The nomadic Inuit were traditionally shamanistic, with a well-developed mythology primarily concerned with propitiating a vengeful and fingerless sea Goddess who controlled the success of the seal and whale hunts.

The first Norse colonists were pagan, but Erik the Red's son Leif was converted to Catholic Christianity by King Olaf Trygvesson on a trip to Norway in 990 and sent missionaries back to Greenland. These swiftly established sixteen parishes, some monasteries, and a bishopric at Garðar.

Rediscovering these colonists and spreading the Protestant Reformation among them was one of the primary reasons for the Danish recolonization in the 18th century. Under the patronage of the Royal Mission College in Copenhagen, Norwegian and Danish Lutherans and German Moravian missionaries searched for the missing Norse settlements and began converting the Inuit.
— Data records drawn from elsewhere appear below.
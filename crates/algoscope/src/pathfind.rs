//! Pathfinding engine.
//!
//! Every search starts at the grid's start cell, stops when it processes the
//! goal, and returns a [`TraversalResult`] with the processing order, the
//! back-pointers and the reconstructed path.
//!
//! - [`traverse`] runs breadth-first or depth-first search. Both share one
//!   skeleton; the only difference is which end of the frontier is popped.
//!   Terrain cost is ignored, so forest counts as a single step.
//! - [`dijkstra`] and [`a_star`] charge the terrain cost of every cell
//!   entered (plain 1, forest 5, walls impassable).
//!
//! An unreachable goal is a normal outcome: the result reports
//! `reached() == false` and an empty path.

mod astar;
mod dijkstra;
mod frontier;

pub use astar::a_star;
pub use dijkstra::dijkstra;

use std::{collections::HashMap, fmt, str::FromStr, time::Instant};

use log::{debug, info};
use serde::Deserialize;

use algoscope_core::{grid::Grid, trace::TraversalResult};

use frontier::Frontier;

/// Frontier discipline for the unweighted traversals.
#[derive(Debug, Clone, Copy, PartialEq, Eq, Hash)]
pub enum TraversalMode {
    /// First in, first out.
    Bfs,
    /// Last in, first out.
    Dfs,
}

/// Available pathfinding algorithms.
///
/// The names match external configuration strings.
#[derive(Debug, Default, Clone, Copy, PartialEq, Eq, Hash, Deserialize)]
#[serde(rename_all = "snake_case")]
pub enum PathAlgorithm {
    /// Breadth-first search (default)
    #[default]
    Bfs,
    /// Depth-first search
    Dfs,
    /// Dijkstra's algorithm over terrain costs
    Dijkstra,
    /// A* over terrain costs with a Manhattan heuristic
    #[serde(rename = "astar")]
    AStar,
}

impl PathAlgorithm {
    /// All algorithms, in the order they are usually compared.
    pub const ALL: [PathAlgorithm; 4] = [
        PathAlgorithm::Bfs,
        PathAlgorithm::Dfs,
        PathAlgorithm::Dijkstra,
        PathAlgorithm::AStar,
    ];

    /// Returns `true` for the algorithms that charge terrain cost.
    pub fn is_weighted(self) -> bool {
        matches!(self, PathAlgorithm::Dijkstra | PathAlgorithm::AStar)
    }

    /// Returns the asymptotic running time, for display next to a result.
    pub fn complexity(self) -> &'static str {
        match self {
            PathAlgorithm::Bfs | PathAlgorithm::Dfs => "O(V + E)",
            PathAlgorithm::Dijkstra | PathAlgorithm::AStar => "O((V + E) log V)",
        }
    }
}

impl FromStr for PathAlgorithm {
    type Err = &'static str;

    fn from_str(s: &str) -> Result<Self, Self::Err> {
        match s {
            "bfs" => Ok(Self::Bfs),
            "dfs" => Ok(Self::Dfs),
            "dijkstra" => Ok(Self::Dijkstra),
            "astar" => Ok(Self::AStar),
            _ => Err("Unsupported pathfinding algorithm"),
        }
    }
}

impl From<PathAlgorithm> for &'static str {
    fn from(val: PathAlgorithm) -> Self {
        match val {
            PathAlgorithm::Bfs => "bfs",
            PathAlgorithm::Dfs => "dfs",
            PathAlgorithm::Dijkstra => "dijkstra",
            PathAlgorithm::AStar => "astar",
        }
    }
}

impl fmt::Display for PathAlgorithm {
    fn fmt(&self, f: &mut fmt::Formatter<'_>) -> fmt::Result {
        let s: &'static str = (*self).into();
        write!(f, "{s}")
    }
}

/// Runs `algorithm` on `grid`.
pub fn find_path(algorithm: PathAlgorithm, grid: &Grid) -> TraversalResult {
    let result = match algorithm {
        PathAlgorithm::Bfs => traverse(TraversalMode::Bfs, grid),
        PathAlgorithm::Dfs => traverse(TraversalMode::Dfs, grid),
        PathAlgorithm::Dijkstra => dijkstra(grid),
        PathAlgorithm::AStar => a_star(grid),
    };
    info!(
        algorithm:% = algorithm,
        reached = result.reached(),
        visited = result.visited().len(),
        path_len = result.path().len(),
        operations = result.operations();
        "Traversal finished"
    );
    result
}

/// Breadth-first or depth-first search over passable cells.
///
/// A cell may sit on the frontier several times but is processed once;
/// later copies are dropped when popped. A cell's back-pointer is set the
/// first time it is discovered and never updated, so BFS paths are shortest
/// in steps while DFS paths need not be.
pub fn traverse(mode: TraversalMode, grid: &Grid) -> TraversalResult {
    let started = Instant::now();
    let (start, goal) = (grid.start(), grid.goal());
    let mut processed = vec![false; grid.len()];
    let mut visited = Vec::new();
    let mut predecessors = HashMap::new();
    let mut operations = 0;

    if endpoints_open(grid) {
        let mut frontier = Frontier::new(mode);
        frontier.push(start);

        while let Some(current) = frontier.pop() {
            if processed[current] {
                continue;
            }
            processed[current] = true;
            visited.push(current);
            operations += 1;

            if current == goal {
                break;
            }

            for neighbor in grid.neighbors(current) {
                if !grid.is_passable(neighbor) || processed[neighbor] {
                    continue;
                }
                predecessors.entry(neighbor).or_insert(current);
                frontier.push(neighbor);
            }
        }
    }

    let path = if processed[goal] {
        reconstruct_path(&predecessors, start, goal)
    } else {
        debug!(mode:? = mode, visited = visited.len(); "Goal not reached");
        Vec::new()
    };

    TraversalResult::new(visited, predecessors, path, operations, started.elapsed())
}

/// Returns `false` if the start or the goal is a wall.
fn endpoints_open(grid: &Grid) -> bool {
    let open = grid.is_passable(grid.start()) && grid.is_passable(grid.goal());
    if !open {
        debug!("Start or goal is a wall");
    }
    open
}

/// Follows back-pointers from `goal` to `start` and returns the path in
/// start-to-goal order, or an empty path if the chain is broken.
fn reconstruct_path(predecessors: &HashMap<usize, usize>, start: usize, goal: usize) -> Vec<usize> {
    let mut path = vec![goal];
    let mut current = goal;
    while current != start {
        let Some(&previous) = predecessors.get(&current) else {
            return Vec::new();
        };
        path.push(previous);
        current = previous;
    }
    path.reverse();
    path
}

#[cfg(test)]
mod tests {
    use super::*;

    fn open_grid(size: usize) -> Grid {
        vec![".".repeat(size); size].join("\n").parse().unwrap()
    }

    #[test]
    fn test_bfs_visit_order_on_open_grid() {
        let result = traverse(TraversalMode::Bfs, &open_grid(3));

        assert_eq!(result.visited(), &[0, 3, 1, 6, 4, 2, 7, 5, 8]);
        assert_eq!(result.path(), &[0, 3, 6, 7, 8]);
        assert_eq!(result.operations(), 9);
        assert!(result.reached());
    }

    #[test]
    fn test_dfs_visit_order_on_open_grid() {
        let result = traverse(TraversalMode::Dfs, &open_grid(3));

        assert_eq!(result.visited(), &[0, 1, 2, 5, 4, 3, 6, 7, 8]);
        assert_eq!(result.path(), &[0, 1, 2, 5, 8]);
        assert!(result.reached());
    }

    #[test]
    fn test_first_discovery_wins() {
        let result = traverse(TraversalMode::Bfs, &open_grid(3));

        // Cell 4 is discovered from 3 before 1 is processed.
        assert_eq!(result.predecessors().get(&4), Some(&3));
    }

    #[test]
    fn test_unreachable_goal_is_not_an_error() {
        let grid: Grid = ".#\n#.".parse().unwrap();

        for algorithm in PathAlgorithm::ALL {
            let result = find_path(algorithm, &grid);
            assert!(!result.reached(), "{algorithm}");
            assert!(result.path().is_empty(), "{algorithm}");
            assert_eq!(result.visited(), &[0], "{algorithm}");
        }
    }

    #[test]
    fn test_single_cell_grid() {
        let grid: Grid = ".".parse().unwrap();

        for algorithm in PathAlgorithm::ALL {
            let result = find_path(algorithm, &grid);
            assert_eq!(result.path(), &[0], "{algorithm}");
            assert_eq!(result.path_steps(), 0, "{algorithm}");
        }
    }

    #[test]
    fn test_weighted_searches_avoid_forest() {
        let grid: Grid = ".~~\n...\n~~.".parse().unwrap();

        let dijkstra = find_path(PathAlgorithm::Dijkstra, &grid);
        assert_eq!(dijkstra.path(), &[0, 3, 4, 5, 8]);
        assert_eq!(dijkstra.path_cost(&grid), 4);

        let a_star = find_path(PathAlgorithm::AStar, &grid);
        assert_eq!(a_star.visited(), &[0, 3, 4, 5, 8]);
        assert_eq!(a_star.path(), &[0, 3, 4, 5, 8]);

        let bfs = find_path(PathAlgorithm::Bfs, &grid);
        assert_eq!(bfs.path(), &[0, 3, 6, 7, 8]);
        assert_eq!(bfs.path_cost(&grid), 12);
    }

    #[test]
    fn test_detour_around_walls() {
        let grid: Grid = "
            ....
            ###.
            ....
            .##.
        "
        .parse()
        .unwrap();

        for algorithm in PathAlgorithm::ALL {
            let result = find_path(algorithm, &grid);
            assert_eq!(result.path(), &[0, 1, 2, 3, 7, 11, 15], "{algorithm}");
        }
    }

    #[test]
    fn test_algorithm_names_round_trip() {
        for algorithm in PathAlgorithm::ALL {
            assert_eq!(algorithm.to_string().parse::<PathAlgorithm>(), Ok(algorithm));
        }
        assert!("greedy".parse::<PathAlgorithm>().is_err());
    }

    #[test]
    fn test_reconstruct_path_with_broken_chain() {
        let predecessors: HashMap<usize, usize> = [(5, 4)].into_iter().collect();

        assert!(reconstruct_path(&predecessors, 0, 5).is_empty());
    }
}

#[cfg(test)]
mod proptest_tests {
    use std::collections::VecDeque;

    use proptest::prelude::*;
    use rand::{SeedableRng, rngs::StdRng};

    use super::*;

    // ===================
    // Strategies
    // ===================

    fn grid_strategy() -> impl Strategy<Value = Grid> {
        (1usize..10, 0.0f64..0.5, any::<u64>()).prop_map(|(size, density, seed)| {
            Grid::build(size, density, &mut StdRng::seed_from_u64(seed))
                .expect("strategy produces valid arguments")
        })
    }

    fn weighted_grid_strategy() -> impl Strategy<Value = Grid> {
        (1usize..10, 0.0f64..0.4, 0.0f64..0.4, any::<u64>()).prop_map(
            |(size, walls, forest, seed)| {
                Grid::build_weighted(size, walls, forest, &mut StdRng::seed_from_u64(seed))
                    .expect("strategy produces valid arguments")
            },
        )
    }

    /// Step distance from the start to the goal, computed independently of
    /// the engine.
    fn shortest_steps(grid: &Grid) -> Option<usize> {
        let mut distance = vec![None; grid.len()];
        let mut queue = VecDeque::from([grid.start()]);
        distance[grid.start()] = Some(0);
        while let Some(current) = queue.pop_front() {
            let next = distance[current].map(|d| d + 1);
            for neighbor in grid.neighbors(current) {
                if grid.is_passable(neighbor) && distance[neighbor].is_none() {
                    distance[neighbor] = next;
                    queue.push_back(neighbor);
                }
            }
        }
        distance[grid.goal()]
    }

    // ===================
    // Property Test Functions
    // ===================

    /// Every reported path starts at the start, ends at the goal, and moves
    /// between adjacent passable cells.
    fn check_paths_are_valid(grid: &Grid) -> Result<(), TestCaseError> {
        for algorithm in PathAlgorithm::ALL {
            let result = find_path(algorithm, grid);
            prop_assert_eq!(result.reached(), shortest_steps(grid).is_some());
            if !result.reached() {
                prop_assert!(result.path().is_empty());
                continue;
            }
            prop_assert_eq!(result.path().first(), Some(&grid.start()));
            prop_assert_eq!(result.path().last(), Some(&grid.goal()));
            for pair in result.path().windows(2) {
                prop_assert_eq!(grid.manhattan(pair[0], pair[1]), 1);
                prop_assert!(grid.is_passable(pair[1]));
            }
        }
        Ok(())
    }

    /// BFS and DFS process each cell at most once.
    fn check_cells_processed_once(grid: &Grid) -> Result<(), TestCaseError> {
        for mode in [TraversalMode::Bfs, TraversalMode::Dfs] {
            let result = traverse(mode, grid);
            let mut seen = vec![false; grid.len()];
            for &cell in result.visited() {
                prop_assert!(!seen[cell], "{mode:?} processed {cell} twice");
                seen[cell] = true;
            }
            prop_assert_eq!(result.operations(), result.visited().len() as u64);
        }
        Ok(())
    }

    /// BFS finds a shortest path in steps.
    fn check_bfs_is_shortest(grid: &Grid) -> Result<(), TestCaseError> {
        let result = traverse(TraversalMode::Bfs, grid);
        if let Some(steps) = shortest_steps(grid) {
            prop_assert_eq!(result.path_steps(), steps);
        }
        Ok(())
    }

    /// On uniform cost grids the weighted searches match the BFS step count.
    fn check_weighted_match_bfs_on_plain_grid(grid: &Grid) -> Result<(), TestCaseError> {
        let bfs = traverse(TraversalMode::Bfs, grid);
        for result in [dijkstra(grid), a_star(grid)] {
            prop_assert_eq!(result.reached(), bfs.reached());
            prop_assert_eq!(result.path_cost(grid) as usize, bfs.path_steps());
        }
        Ok(())
    }

    /// A* with an admissible heuristic finds paths as cheap as Dijkstra's.
    fn check_a_star_matches_dijkstra_cost(grid: &Grid) -> Result<(), TestCaseError> {
        let expected = dijkstra(grid);
        let result = a_star(grid);
        prop_assert_eq!(result.reached(), expected.reached());
        prop_assert_eq!(result.path_cost(grid), expected.path_cost(grid));
        Ok(())
    }

    // ===================
    // Proptest Wrappers
    // ===================

    proptest! {
        #[test]
        fn paths_are_valid(grid in weighted_grid_strategy()) {
            check_paths_are_valid(&grid)?;
        }

        #[test]
        fn cells_processed_once(grid in weighted_grid_strategy()) {
            check_cells_processed_once(&grid)?;
        }

        #[test]
        fn bfs_is_shortest(grid in grid_strategy()) {
            check_bfs_is_shortest(&grid)?;
        }

        #[test]
        fn weighted_match_bfs_on_plain_grid(grid in grid_strategy()) {
            check_weighted_match_bfs_on_plain_grid(&grid)?;
        }

        #[test]
        fn a_star_matches_dijkstra_cost(grid in weighted_grid_strategy()) {
            check_a_star_matches_dijkstra_cost(&grid)?;
        }
    }
}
The principal figures in the Christianization of Greenland were Hans and Poul Egede and Matthias Stach. The New Testament was translated piecemeal from the time of the very first settlement on Kangeq Island, but the first translation of the whole Bible was not completed until 1900. An improved translation using the modern orthography was completed in 2000.

Today, the major religion is Protestant Christianity, mostly members of the Lutheran Church of Denmark. While there is no official census data on religion in Greenland, the Lutheran Bishop of Greenland Sofie Petersen estimated that 85% of the Greenlandic population were members of its congregation in 2009. Estimates in 2022 put the figure at 93%.

==Spiral case==

In the 1960s and 70s, Greenland was subject to an IUD program. At least 4,500 Inuit women were implanted with IUD's - about half the fertile population of women at the time. It is unclear how many cases lacked consent or proper explanation. The program was publicly known, with Danish doctors writing of it in journals. The involuntary program regained public awareness in 2022 with an investigation known as the spiral case.